Sure, i'll go for that.  What i'm after is the ability to say
"i would like this sequence not to be consumed."

> Of the two varieties of for-loop in your proposal, for-in
> obviously corresponds to the "must not be consumed" case,
> leading one to suppose that you intend for-from to be used in
> the don't-care case.

Right.

> But now you seem to be suggesting that library routines
> should always use for-in, and that the caller should
> convert an iterator to a sequence if he knows it's okay
> to consume it:

The two are semantically equivalent proposals.  I explained
them both in the original message that i posted proposing
the solution.  The 'consume()' library routine is just another
way to express 'for-from' without using new syntax.

However, it is true that 'consume()' is more generally useful.
It would be good to have, whether or not we had new syntax.
I acknowledge that i did not realize this at the time i wrote
the earlier message, or i would have stated the 'consume()'
(then called 'seq()') proposal first and the for-from proposal
second, instead of the opposite.

That is why i am sticking to talking about the no-new-syntax
version of the proposal for now.  I apologize if it seems
that i am asking you to follow a moving target.  I would like
you to recognize, though, that the underlying concept is the
same -- the programmer has to signal when an iterator is being
used like a sequence.

> Okay, that seems reasonable -- explicit is better than
> implicit.
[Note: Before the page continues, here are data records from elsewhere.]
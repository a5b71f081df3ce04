use std::fs::File;
use std::path::Path;

use chrono::NaiveDate;
use serde::{Deserialize, Serialize};

use crate::errors::PlayError;

pub mod client;
pub mod profile;

/// A device identity issued by checkin.
///
/// Created only by a successful `Client::checkin()` and immutable afterwards;
/// running checkin again issues a fresh identity. Persist one file per
/// hardware profile name so each simulated device keeps its own identity.
#[derive(Default, Debug, Clone, Serialize, Deserialize)]
pub struct DeviceIdentity {
    /// Opaque 64-bit device identifier. Sent on every authenticated call.
    pub android_id: u64,
    /// Server timestamp from the checkin response, in milliseconds.
    pub time_msec: i64,
}

/// A Play-scoped bearer token plus the master token it was derived from.
///
/// Both values are secrets. `Debug` prints neither, and nothing in this crate
/// ever logs them. There is no client-visible expiry: when a later call comes
/// back 401 (`PlayError::AuthFailed`), authenticate again.
#[derive(Default, Clone, Serialize, Deserialize)]
pub struct AuthToken {
    /// Bearer token scoped to the Play Store service.
    pub auth: String,
    /// Long-lived master token, kept as refresh material.
    pub token: String,
}

impl std::fmt::Debug for AuthToken {
    fn fmt(&self, f: &mut std::fmt::Formatter<'_>) -> std::fmt::Result {
        f.debug_struct("AuthToken").finish_non_exhaustive()
    }
}

/// App metadata from a details lookup.
#[derive(Default, Debug, Clone, Serialize, Deserialize)]
pub struct AppDetails {
    pub title: String,
    pub version_code: u64,
    pub version_string: String,
    /// Installation size in bytes.
    pub size: u64,
    pub num_downloads: u64,
    pub currency_code: String,
    /// Backend-formatted date string, e.g. "Feb 14, 2022". See `date()`.
    pub upload_date: String,
    pub package_id: String,
}

impl AppDetails {
    /// Parse `upload_date` into a structured date.
    pub fn date(&self) -> Result<NaiveDate, PlayError> {
        NaiveDate::parse_from_str(&self.upload_date, "%b %d, %Y")
            .or(Err(PlayError::SchemaMismatch("uploadDate")))
    }
}

/// One downloadable APK from a delivery response.
#[derive(Default, Debug, Clone, Serialize, Deserialize)]
pub struct DeliveryEntry {
    pub url: String,
    pub is_split: bool,
    /// Split name, e.g. "config.arm64_v8a". Empty for the base APK.
    pub split_name: String,
}

/// Ordered download set for one app version.
///
/// Order is the backend's: the base APK first, then named splits. Install in
/// this order; splits cannot install before their base.
#[derive(Default, Debug, Clone, Serialize, Deserialize)]
pub struct DeliveryManifest {
    pub entries: Vec<DeliveryEntry>,
}

impl DeviceIdentity {
    /// Write the identity to `path` (conventionally `<profile name>.json`).
    pub fn create(&self, path: impl AsRef<Path>) -> Result<(), PlayError> {
        write_json(path, self)
    }

    /// Read a previously persisted identity.
    pub fn open(path: impl AsRef<Path>) -> Result<Self, PlayError> {
        read_json(path)
    }
}

impl AuthToken {
    /// Write the token to `path`.
    pub fn create(&self, path: impl AsRef<Path>) -> Result<(), PlayError> {
        write_json(path, self)
    }

    /// Read a previously persisted token.
    pub fn open(path: impl AsRef<Path>) -> Result<Self, PlayError> {
        read_json(path)
    }
}

fn write_json<T: Serialize>(path: impl AsRef<Path>, value: &T) -> Result<(), PlayError> {
    let file = File::create(path)?;
    serde_json::to_writer_pretty(file, value)?;
    Ok(())
}

fn read_json<T: for<'de> Deserialize<'de>>(path: impl AsRef<Path>) -> Result<T, PlayError> {
    let file = File::open(path)?;
    Ok(serde_json::from_reader(file)?)
}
But... consider the following two library
> routines:
>
>   def printout1(s):
>     for x in s:
>       print x
>
>   def printout2(s):
>     for x in s:
>       for y in s:
>         print x, y
[...]
> no exception will be raised if you call printout2(consume(s))
> by mistake.

Good point!  Clearly my proposal did not take care of this case.
(But there are solutions below; read on.)

Upon some reflection, though, it seems to me that this problem
is orthogonal to the proposal: forcing the programmer to declare
when destruction is allowed neither solves nor exacerbates the
problem of printout2().  consume() is about destruction, whereas
printout2() is about multiple iteration.

> To get any safety benefit from your proposed arrangement,
> it seems to me that you'd need to write printout1 as
>
>   def printout1(s):
>     "s must be an iterator"
>     for x from s:
>       print x

I'm afraid i don't see how this bears on the problem you just
described.  It still would not be possible to write a safe version
of printout2() in either (a) the world of the current Python with
iterators or (b) a world where for-in does not accept iterators
and consume() has been introduced.

One real solution to this problem is what Oren has been suggesting
all along -- raise an IteratorExhausted exception if you try to fetch
an element from an iterator that has already thrown StopIteration.
In printout2(), this exception would occur on the second time through
the inner loop.  This works, but we can do even better.

After some thought today, i realized that there is a second solution.
Thanks for leading me to it, Greg!  With consume(), the programmer
has declared that the iterator is okay to destroy.  But my definition
of consume() was incomplete.  One slight change solves the problem:

    consume(y) returns x such that iter(x) returns y the
    first time, and raises IteratorConsumedException thereafter.

Now we're all set!  If consume(it) is passed to printout2(), an
exception is raised immediately before any damage is done.  This
detects whether you attempt to *start* the iterator twice, which
makes more sense than detecting whether you hit the *end* of the
iterator twice.

The insight is that protection against multiple iteration belongs
in the implementation of __iter__, not in the iterator itself --
because the iterator doesn't know whether it can be restarted.
The *provider* of the iterator does.

> There's no doubt that it's very elegant theoretically,
> but in thinking through the implications, I'm not sure it
> would be all that helpful in practice, and might even
> turn out to be a nuisance if it requires putting in a
> lot of iter(x) and/or consume(x) calls.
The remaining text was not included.